Der rein konservative Oberste Gerichtshof von Mississippi wies Clarks neueste Berufung ab, was Richterin Sotomayor befürwortete. Sie schrieb jedoch, dies offenbare „einen doppelten Standard, bei dem der Staat schwarze Geschworene ablehnte, die keine bedingungslose Befürworter der Todesstrafe waren, nicht aber weiße Geschworene, die ernsthafte Zweifel an der Todesstrafe äußerten."

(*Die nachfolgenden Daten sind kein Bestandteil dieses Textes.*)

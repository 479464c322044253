//! # Labeller Controllers
//!
//! Wires one `kube` controller per configured kind to its [`Labeller`].
//!
//! Before anything is watched, every kind is listed once. Kinds that are
//! already fully labelled get no controller at all, which is what lets a
//! restarted process watch fewer kinds than its predecessor. The remaining
//! controllers share a cancellation token that a labeller trips once every
//! kind reports completion.

use std::fmt::Debug;
use std::sync::Arc;
use std::time::Duration;

use futures::StreamExt;
use k8s_openapi::api::apps::v1::Deployment;
use k8s_openapi::api::core::v1::{ConfigMap, Service, ServiceAccount};
use k8s_openapi::api::rbac::v1::{ClusterRole, ClusterRoleBinding, Role, RoleBinding};
use k8s_openapi::apiextensions_apiserver::pkg::apis::apiextensions::v1::CustomResourceDefinition;
use k8s_openapi::{ClusterResourceScope, NamespaceResourceScope};
use kube::api::PartialObjectMeta;
use kube::runtime::controller::{self, Action, Controller};
use kube::runtime::{metadata_watcher, reflector, watcher, WatchStreamExt};
use kube::{Api, Client, Resource, ResourceExt};
use serde::de::DeserializeOwned;
use tokio::task::JoinHandle;
use tokio_util::sync::CancellationToken;
use tracing::{debug, error, info, instrument, warn};

use crate::completion::{CompletionTracker, KindArbiter};
use crate::config::{LabellerConfig, LabelledKind};
use crate::error::LabellerError;
use crate::labeller::apply::namespaced_api;
use crate::labeller::{
    is_fully_labelled, ApplyWriter, Eligibility, KubeApplyClient, KubeMetadataPatchClient,
    Labeller, MergePatchWriter, MetadataLister, ObjectLister, Outcome, SyncHandler,
};
use crate::ownership::{has_owner_ref, is_installed_alongside};

/// Calls the namespaced, cluster-scoped or metadata-only instantiation of a
/// generic function for the object type behind a [`LabelledKind`]. Trailing
/// tokens such as `.await` are appended to the chosen call.
macro_rules! dispatch_kind {
    ($kind:expr, $namespaced:ident, $cluster:ident, $metadata:ident, ($($arg:expr),* $(,)?) $($post:tt)*) => {
        match $kind {
            LabelledKind::Deployments => $namespaced::<Deployment>($($arg),*) $($post)*,
            LabelledKind::ServiceAccounts => $namespaced::<ServiceAccount>($($arg),*) $($post)*,
            LabelledKind::Services => $namespaced::<Service>($($arg),*) $($post)*,
            LabelledKind::Roles => $namespaced::<Role>($($arg),*) $($post)*,
            LabelledKind::RoleBindings => $namespaced::<RoleBinding>($($arg),*) $($post)*,
            LabelledKind::ConfigMaps => $namespaced::<ConfigMap>($($arg),*) $($post)*,
            LabelledKind::ClusterRoles => $cluster::<ClusterRole>($($arg),*) $($post)*,
            LabelledKind::ClusterRoleBindings => $cluster::<ClusterRoleBinding>($($arg),*) $($post)*,
            LabelledKind::CustomResourceDefinitions => {
                $metadata::<CustomResourceDefinition>($($arg),*) $($post)*
            }
        }
    };
}

/// How a labelling run ended
#[derive(Debug, Clone, Copy, PartialEq, Eq)]
pub enum RunOutcome {
    /// Every kind is labelled; the process should exit so it restarts narrowed
    TerminationRequested,
    /// Every kind was already labelled on startup, nothing was watched
    NothingToWatch,
    /// All controllers stopped on their own
    Stopped,
}

/// Shared state handed to every reconciliation of one kind
pub struct LabelContext {
    pub handler: Arc<dyn SyncHandler>,
    pub termination: CancellationToken,
    pub retry: Duration,
}

/// Settings shared by every controller of a run
#[derive(Clone)]
struct WatchSettings {
    retry: Duration,
    concurrency: u16,
    termination: CancellationToken,
}

/// Scope predicate for objects of `kind`
#[must_use]
pub fn eligibility_for(kind: LabelledKind) -> Eligibility {
    match kind {
        LabelledKind::CustomResourceDefinitions => Arc::new(is_installed_alongside),
        _ => Arc::new(has_owner_ref),
    }
}

/// One-off completion check. Listing failures count as incomplete.
pub async fn kind_is_complete<K, L>(kind: &str, lister: &L, eligible: &Eligibility) -> bool
where
    K: Resource,
    L: ObjectLister<K> + ?Sized,
{
    match lister.list_all().await {
        Ok(items) => is_fully_labelled(&items, eligible.as_ref()),
        Err(e) => {
            warn!(kind = %kind, error = %e, "Failed to list objects while narrowing watches");
            false
        }
    }
}

/// Run a reconciliation through the type-erased handler
pub async fn reconcile<K>(object: Arc<K>, ctx: Arc<LabelContext>) -> Result<Action, LabellerError>
where
    K: Send + Sync + 'static,
{
    match ctx.handler.sync(&*object).await? {
        Outcome::TerminationRequested => ctx.termination.cancel(),
        Outcome::KindComplete => {
            debug!(kind = %ctx.handler.kind(), "Kind labelled, waiting on other kinds");
        }
        Outcome::Labelled | Outcome::Unchanged => {}
    }
    Ok(Action::await_change())
}

/// Log the failure and hand the object back to the controller's retry queue
pub fn error_policy<K>(object: Arc<K>, err: &LabellerError, ctx: Arc<LabelContext>) -> Action
where
    K: Resource,
{
    error!(
        kind = %ctx.handler.kind(),
        namespace = %object.namespace().unwrap_or_default(),
        name = %object.name_any(),
        error = %err,
        retryable = !err.is_programmer_error(),
        "Ownership labelling failed"
    );
    Action::requeue(ctx.retry)
}

/// Label every configured kind until all of them are done
#[instrument(skip_all, fields(namespace = ?config.namespace))]
pub async fn run_labellers(client: Client, config: &LabellerConfig) -> RunOutcome {
    let tracker = CompletionTracker::new(config.kinds.iter().map(|kind| kind.resource()));
    let settings = WatchSettings {
        retry: Duration::from_secs(config.retry_seconds),
        concurrency: config.concurrency,
        termination: CancellationToken::new(),
    };
    let namespace = config.namespace.as_deref();

    let mut handles = Vec::new();
    for &kind in &config.kinds {
        if startup_complete(&client, namespace, kind).await {
            tracker.mark_complete(kind.resource());
            info!(
                kind = %kind,
                namespaced = kind.is_namespaced(),
                "Kind already labelled, not watching it"
            );
            continue;
        }
        handles.push(spawn_kind(
            client.clone(),
            namespace,
            kind,
            tracker.arbiter_for(kind.resource()),
            settings.clone(),
        ));
    }

    if handles.is_empty() {
        info!("Every configured kind is labelled, nothing to watch");
        return RunOutcome::NothingToWatch;
    }
    info!(outstanding = ?tracker.outstanding(), "Starting ownership labellers");

    let termination = settings.termination.clone();
    tokio::select! {
        () = termination.cancelled() => RunOutcome::TerminationRequested,
        _ = futures::future::join_all(handles) => {
            warn!("All labelling controllers stopped");
            RunOutcome::Stopped
        }
    }
}

async fn startup_complete(client: &Client, namespace: Option<&str>, kind: LabelledKind) -> bool {
    let eligible = eligibility_for(kind);
    dispatch_kind!(
        kind,
        namespaced_complete,
        cluster_complete,
        metadata_complete,
        (client, namespace, kind.resource(), &eligible)
        .await
    )
}

async fn namespaced_complete<K>(
    client: &Client,
    namespace: Option<&str>,
    name: &str,
    eligible: &Eligibility,
) -> bool
where
    K: Resource<Scope = NamespaceResourceScope, DynamicType = ()>
        + Clone
        + DeserializeOwned
        + Debug
        + Send
        + Sync
        + 'static,
{
    let api: Api<K> = namespaced_api(client.clone(), namespace);
    kind_is_complete::<K, _>(name, &api, eligible).await
}

async fn cluster_complete<K>(
    client: &Client,
    _namespace: Option<&str>,
    name: &str,
    eligible: &Eligibility,
) -> bool
where
    K: Resource<Scope = ClusterResourceScope, DynamicType = ()>
        + Clone
        + DeserializeOwned
        + Debug
        + Send
        + Sync
        + 'static,
{
    let api: Api<K> = Api::all(client.clone());
    kind_is_complete::<K, _>(name, &api, eligible).await
}

async fn metadata_complete<K>(
    client: &Client,
    _namespace: Option<&str>,
    name: &str,
    eligible: &Eligibility,
) -> bool
where
    K: Resource<Scope = ClusterResourceScope, DynamicType = ()>
        + Clone
        + DeserializeOwned
        + Debug
        + Send
        + Sync
        + 'static,
{
    let lister = MetadataLister::new(Api::<K>::all(client.clone()));
    kind_is_complete::<PartialObjectMeta<K>, _>(name, &lister, eligible).await
}

fn spawn_kind(
    client: Client,
    namespace: Option<&str>,
    kind: LabelledKind,
    arbiter: KindArbiter,
    settings: WatchSettings,
) -> JoinHandle<()> {
    dispatch_kind!(
        kind,
        spawn_namespaced,
        spawn_cluster,
        spawn_metadata,
        (client, namespace, kind, arbiter, settings)
    )
}

fn spawn_namespaced<K>(
    client: Client,
    namespace: Option<&str>,
    kind: LabelledKind,
    arbiter: KindArbiter,
    settings: WatchSettings,
) -> JoinHandle<()>
where
    K: Resource<Scope = NamespaceResourceScope, DynamicType = ()>
        + Clone
        + DeserializeOwned
        + Debug
        + Send
        + Sync
        + 'static,
{
    tokio::spawn(run_apply_kind(
        namespaced_api::<K>(client.clone(), namespace),
        KubeApplyClient::namespaced(client),
        kind,
        arbiter,
        settings,
    ))
}

fn spawn_cluster<K>(
    client: Client,
    _namespace: Option<&str>,
    kind: LabelledKind,
    arbiter: KindArbiter,
    settings: WatchSettings,
) -> JoinHandle<()>
where
    K: Resource<Scope = ClusterResourceScope, DynamicType = ()>
        + Clone
        + DeserializeOwned
        + Debug
        + Send
        + Sync
        + 'static,
{
    tokio::spawn(run_apply_kind(
        Api::<K>::all(client.clone()),
        KubeApplyClient::cluster(client),
        kind,
        arbiter,
        settings,
    ))
}

fn spawn_metadata<K>(
    client: Client,
    _namespace: Option<&str>,
    kind: LabelledKind,
    arbiter: KindArbiter,
    settings: WatchSettings,
) -> JoinHandle<()>
where
    K: Resource<Scope = ClusterResourceScope, DynamicType = ()>
        + Clone
        + DeserializeOwned
        + Debug
        + Send
        + Sync
        + 'static,
{
    tokio::spawn(run_metadata_kind(
        Api::<K>::all(client),
        kind,
        arbiter,
        settings,
    ))
}

/// Watch full objects of `K` and label them through server-side apply
async fn run_apply_kind<K>(
    api: Api<K>,
    applier: KubeApplyClient<K>,
    kind: LabelledKind,
    arbiter: KindArbiter,
    settings: WatchSettings,
) where
    K: Resource<DynamicType = ()> + Clone + DeserializeOwned + Debug + Send + Sync + 'static,
{
    let controller = Controller::new(api, watcher::Config::default().any_semantic())
        .with_config(controller::Config::default().concurrency(settings.concurrency));

    let labeller = Labeller::new(
        kind.resource(),
        eligibility_for(kind),
        controller.store(),
        ApplyWriter::new(applier),
        Arc::new(arbiter),
    );
    let context = Arc::new(LabelContext {
        handler: Arc::new(labeller),
        termination: settings.termination,
        retry: settings.retry,
    });

    info!(kind = %kind, "Starting apply labeller");
    controller
        .run(reconcile::<K>, error_policy::<K>, context)
        .for_each(|result| async move {
            if let Err(e) = result {
                debug!(kind = %kind, error = %e, "Labeller controller event failed");
            }
        })
        .await;
    info!(kind = %kind, "Apply labeller shutting down");
}

/// Watch metadata of `K` only and label it through merge patches
async fn run_metadata_kind<K>(
    api: Api<K>,
    kind: LabelledKind,
    arbiter: KindArbiter,
    settings: WatchSettings,
) where
    K: Resource<DynamicType = ()> + Clone + DeserializeOwned + Debug + Send + Sync + 'static,
{
    let (reader, writer) = reflector::store::<PartialObjectMeta<K>>();
    let events = metadata_watcher(api.clone(), watcher::Config::default().any_semantic())
        .default_backoff()
        .reflect(writer)
        .applied_objects();

    let controller = Controller::for_stream(events, reader.clone())
        .with_config(controller::Config::default().concurrency(settings.concurrency));

    let labeller = Labeller::new(
        kind.resource(),
        eligibility_for(kind),
        reader,
        MergePatchWriter::new(KubeMetadataPatchClient::new(api)),
        Arc::new(arbiter),
    );
    let context = Arc::new(LabelContext {
        handler: Arc::new(labeller),
        termination: settings.termination,
        retry: settings.retry,
    });

    info!(kind = %kind, "Starting metadata patch labeller");
    controller
        .run(
            reconcile::<PartialObjectMeta<K>>,
            error_policy::<PartialObjectMeta<K>>,
            context,
        )
        .for_each(|result| async move {
            if let Err(e) = result {
                debug!(kind = %kind, error = %e, "Labeller controller event failed");
            }
        })
        .await;
    info!(kind = %kind, "Metadata patch labeller shutting down");
}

Staatsanwälte lehnten schwarze potenzielle Geschworene mehr als fünfmal so häufig ab wie weiße Geschworene und führten Hintergrunduntersuchungen zu qualifizierten schwarzen Kandidaten durch, während sie weiße Geschworene in vergleichbarer Situation ignorierten.
Mississippis Standard schreibt vor, dass Angeklagte beweisen müssen, dass Staatsanwälte Geschworene aufgrund der Rasse illegal ausgeschlossen haben und damit den Prozessausgang beeinflussten – eine Beweislast, die nach Sotomayors Aussage Gerichte dazu zwingt, zu dem Schluss zu kommen, dass die Rasse der Geschworenen die Abstimmung beeinflusst.
Unter Berufung auf das Urteil Flowers v. Mississippi von 2019 schrieb sie: „Ein rassistisch diskriminierender peremptorischer Ausschluss ist einer zu viel."
Dies ist Richterin Sotomayors zweite Warnung zum Fall Clark seit 2023.